Otherwise the potential downside of not graduating with at least a bachelor's degree is so devastating that the population (who don't want to be perpetually responsible for their adult children that have been made unemployable in any decent capacity for no reason other than to make certain email job people feel important) will accept nothing less than a pass rate approaching ever closer to 100%.

If you want to make education rigorous, you have to address that problem and then also try to address the K-12 education system that faces a similar but more extreme version of the same issue (because not being able to properly read and write are genuinely bad indicators for the majority of white collar jobs, and failing to graduate high school tends to indicate fundamental issues in that respect moreso than failing to graduate with a bachelor's, which usually just indicates immaturity / lack of money / boredom / a million other things that don't imply missing fundamental skills).

dartharva · 5 months ago
That difference in Asian societies as against Western ones doesn't come from "higher standards" or whatever; it comes from a much more mundane reason: not doing good in school here literally has immediate far-reaching consequences because everything is scarce and up for brutal competition.

In the West kids can randomly decide to drop entire years after high school, or even skip college altogether - because it's (apparently) easy to not be immediately destitute without a good job. In India and China children grow up witnessing how much of a divide that makes, and how thin the line seperating their fates from "respectable" to brutal poverty is. No kid growing in such an environment will take school lightly.

only-one1701 · 5 months ago
I wonder if, as inequality increases and the social safety net disappears in the USA, this will change. My parents told me “do what you love, as long as you work hard you’ll succeed and be fine.” I did what I loved (the arts), worked my ass off and succeeded, and wasn’t fine. Thank god I learned to code in the 20-teens, when competition was lower.

I most certainly will transmitting a different set of values to my kids. Not going to go full straight A’s psychopath because I’ve seen what that’s done to some peers, but unless I win the lottery my kids will not be being told to just “do what they love” (unless they happen to love applied math lol)

Xenoamorphous · 5 months ago
Anything I’ve read about how South Korea treats its students makes me doubt it’s the way to go.
nemothekid · 5 months ago
>In China students work very hard because they had to beat a tough competion to even be able to attend the University

This is an unfair comparison. The equivalent of those chinese students do work as hard in America - they just wouldn't be found at OP's school, there would be in a Tier 1 school.

rahimnathwani · 5 months ago
Who do you think worked harder in high school?

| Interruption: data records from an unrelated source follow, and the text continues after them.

use crate::shared::Result;
use std::collections::HashMap;

/// Number of comparison periods a snapshot (and therefore a measure) can carry
pub const MAX_PERIOD_INDEX: usize = 5;

/// Measure - value of one metric for one component at one snapshot
///
/// Carries up to five period variations, addressed by period index 1..=5.
#[derive(Debug, Clone, PartialEq)]
pub struct Measure {
    metric_id: i32,
    metric_key: String,
    snapshot_id: Option<i64>,
    value: Option<f64>,
    data: Option<String>,
    variations: [Option<f64>; MAX_PERIOD_INDEX],
    best_value: bool,
}

impl Measure {
    pub fn new(metric_id: i32, metric_key: impl Into<String>) -> Self {
        Self {
            metric_id,
            metric_key: metric_key.into(),
            snapshot_id: None,
            value: None,
            data: None,
            variations: [None; MAX_PERIOD_INDEX],
            best_value: false,
        }
    }

    /// Builds a synthesized measure holding the metric's best value
    ///
    /// Every given period index gets a variation of 0.0.
    pub fn best_value(
        metric_id: i32,
        metric_key: &str,
        value: f64,
        period_indexes: &[usize],
    ) -> Result<Self> {
        let mut measure = Self::new(metric_id, metric_key).with_value(value);
        for &index in period_indexes {
            measure.set_variation(index, 0.0)?;
        }
        measure.best_value = true;
        Ok(measure)
    }

    pub fn with_snapshot_id(mut self, snapshot_id: i64) -> Self {
        self.snapshot_id = Some(snapshot_id);
        self
    }

    pub fn with_value(mut self, value: f64) -> Self {
        self.value = Some(value);
        self
    }

    pub fn with_data(mut self, data: impl Into<String>) -> Self {
        self.data = Some(data.into());
        self
    }

    /// Sets the variation for a period index in 1..=5
    pub fn set_variation(&mut self, period_index: usize, variation: f64) -> Result<()> {
        if !(1..=MAX_PERIOD_INDEX).contains(&period_index) {
            anyhow::bail!(
                "Period index must be between 1 and {} (got {})",
                MAX_PERIOD_INDEX,
                period_index
            );
        }
        self.variations[period_index - 1] = Some(variation);
        Ok(())
    }

    pub fn metric_id(&self) -> i32 {
        self.metric_id
    }

    pub fn metric_key(&self) -> &str {
        &self.metric_key
    }

    pub fn snapshot_id(&self) -> Option<i64> {
        self.snapshot_id
    }

    pub fn value(&self) -> Option<f64> {
        self.value
    }

    pub fn data(&self) -> Option<&str> {
        self.data.as_deref()
    }

    /// Variation for a period index; None when unset or out of range
    pub fn variation(&self, period_index: usize) -> Option<f64> {
        if !(1..=MAX_PERIOD_INDEX).contains(&period_index) {
            return None;
        }
        self.variations[period_index - 1]
    }

    /// True when the measure was synthesized from the metric's best value
    pub fn is_best_value(&self) -> bool {
        self.best_value
    }
}

/// Sparse lookup of measures keyed by (component uuid, metric id)
///
/// Holds at most one measure per pair.
#[derive(Debug, Clone, Default, PartialEq)]
pub struct MeasureTable {
    measures: HashMap<(String, i32), Measure>,
}

impl MeasureTable {
    pub fn new() -> Self {
        Self::default()
    }

    pub fn with_capacity(capacity: usize) -> Self {
        Self {
            measures: HashMap::with_capacity(capacity),
        }
    }

    /// Stores a measure, replacing any previous one for the same pair
    pub fn put(&mut self, component_uuid: &str, measure: Measure) -> Option<Measure> {
        self.measures
            .insert((component_uuid.to_string(), measure.metric_id()), measure)
    }

    /// Stores a measure only if the pair has none yet; returns whether it was stored
    pub fn insert_if_absent(&mut self, component_uuid: &str, measure: Measure) -> bool {
        let key = (component_uuid.to_string(), measure.metric_id());
        if self.measures.contains_key(&key) {
            return false;
        }
        self.measures.insert(key, measure);
        true
    }

    pub fn get(&self, component_uuid: &str, metric_id: i32) -> Option<&Measure> {
        self.measures.get(&(component_uuid.to_string(), metric_id))
    }

    pub fn contains(&self, component_uuid: &str, metric_id: i32) -> bool {
        self.get(component_uuid, metric_id).is_some()
    }

    pub fn len(&self) -> usize {
        self.measures.len()
    }

    pub fn is_empty(&self) -> bool {
        self.measures.is_empty()
    }

    /// All measures of one component, ordered by metric id
    pub fn measures_of(&self, component_uuid: &str) -> Vec<&Measure> {
        let mut measures: Vec<&Measure> = self
            .measures
            .iter()
            .filter(|((uuid, _), _)| uuid == component_uuid)
            .map(|(_, measure)| measure)
            .collect();
        measures.sort_by_key(|m| m.metric_id());
        measures
    }

    pub fn iter(&self) -> impl Iterator<Item = (&str, &Measure)> {
        self.measures
            .iter()
            .map(|((uuid, _), measure)| (uuid.as_str(), measure))
    }
}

A) the median university student in the USA?

B) the median university student in China?

Hint: in China, university admissions is based in large part on students's performance on the 高考, a national entrance exam, taken at the end of high school.

oceanhaiyang · 5 months ago
My experience with Chinese universities is they work so hard to pass the gaokao to get in then relax through university. This is common throughout all of east Asia. Maybe at top universities it’s different.

Deleted Comment

charlieyu1 · 5 months ago
From Hong Kong and it is tough to get in. Once you enter university you are free of reins and slack off.

Deleted Comment

rchaud · 5 months ago
When it comes to the ChatGPT-ification of cheating, I'd say it's an Anglosphere problem, as it's primarily trained on English-language material.